Celui qui est sorti à la cinquième place avait autant de bois de chauffage devant lui qu’un travail branlant. Il s’est blessé à la main droite au tiers de varas et a regagné les corrals. Il est parti rocher roi à portagayola au chapeau, devant se coucher sur le sol, pour libérer la transe. Puis, il profita du mouvement du large berceau en corne, pour nouer les tabliers en cherchant toujours le bon python. Pour ce même python, il a commencé son travail à genoux au centre du ring, suscitant les passions des tribunes. Il n’a pas baissé le ton dans la partie centrale, où rocher roi Il a toujours porté de façon très taurine les attaques des braves cornus. Toujours installé avec des plantes, avec une embroque ferme et de la puissance dans la ligne. La tauromachie que vous recherchez rocher roi. Une fois atteint, il ne retourna dans l’enceinte du taureau qu’après avoir réussi à effrayer toutes les personnes présentes, laissant les pitons atteindre ses cuisses. La fente, avec un placement détaché, a eu l’effet rapide que le bien placé n’a pas obtenu après la seconde. Il a marché les deux oreilles dans son après-midi le plus retentissant de la foire.

se montrait Thomas Roufo à la foire et a obtenu le droit de répéter après avoir coupé une oreille au troisième. le taureau de Rivière victorienne Il avait de la classe dans sa charge, mais peu de fond lorsqu’il était utilisé sur le cheval.
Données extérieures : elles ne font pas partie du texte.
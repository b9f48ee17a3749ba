use thiserror::Error;

pub type StoreResult<T> = Result<T, StoreError>;

/// Failure taxonomy shared by every `EventStore` backend.
#[derive(Debug, Clone, PartialEq, Eq, Error)]
pub enum StoreError {
    /// Network or backend failure. Carries the backend's message when it sent one.
    #[error("{0}")]
    Transport(String),
    /// A backend or cached payload that does not decode into events.
    #[error("could not decode events: {0}")]
    Decoding(String),
}

impl StoreError {
    pub fn transport(message: impl Into<String>) -> Self {
        Self::Transport(message.into())
    }

    pub fn decoding(message: impl Into<String>) -> Self {
        Self::Decoding(message.into())
    }
}

impl From<serde_json::Error> for StoreError {
    fn from(value: serde_json::Error) -> Self {
        Self::Decoding(value.to_string())
    }
}

/// Reasons an intent is dropped before any store call. Never shown to the user.
#[derive(Debug, Clone, PartialEq, Eq, Error)]
pub enum ValidationError {
    #[error("event title is empty")]
    EmptyTitle,
    #[error("event has no start date")]
    MissingStart,
    #[error("event ends before it starts")]
    EndBeforeStart,
    #[error("no event with id `{0}`")]
    UnknownEvent(String),
}
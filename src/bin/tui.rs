use anyhow::Result;

#[tokio::main]
async fn main() -> Result<()> {
    calboard::tui::run().await
}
A commencé Thomas Roufo avec la tâche en majeur grâce à une série de mains droites accroupies. Lorsque le taureau madrilène a cherché les tables après une série chaude, le Toledo s’est efforcé dans les zones suburbaines. Il a manipulé l’acier efficacement. Il avait peu d’options dans le sixième, un sixième de sorts très «comtesse» qui s’est arrêté tôt. Encore une fois, il était impatient, réalisant du naturel dans la ligne parallèle du coup chaud.

Le premier exigeant de Rivière victorienne Il a montré sa hauteur tout au long du combat, ne s’utilisant jamais sur la béquille de Emilio de Justo. Ils avaient tiré les attaques toujours en ligne droite. Ne pouvant appliquer la courbe dans les coups, l’homme d’Estrémadure a toujours recherché la hauteur moyenne et la distance moyenne. Toujours avec inertie, car il n’admettait pas que deux béquilles restent à la place. Il a laissé une demi-longue. Avec le quatrième, s’exhibant très impossible en raison de son attaque terne, toujours à mi-chemin et peu enclin à se rencontrer.

Onglet Célébration :

arène de Pampelune. Neuvaine de la Foire de San Fermín. Plein de ‘Pas de billets’. taureaux de Victoriano del Río et Toros de Cortés (5e bis), bien présenté, bien que de forme et de type inégaux. Il a souligné le second, nommé ‘Hors la loi’, N°113, noir, né le 18/08, pesant 580 kilos, et le bon chapeau. La troisième classe était classe, même s’il s’est rapidement effondré et a cherché le pays des tables. Exiger le premier, mais sans se rendre. Aucune option la chambre. Très venu à moins le sixième.

ÉMILIO DE JUSTO, silence après avertissement et silence.

ROI ROCK, ovation après deux avertissements et deux oreilles.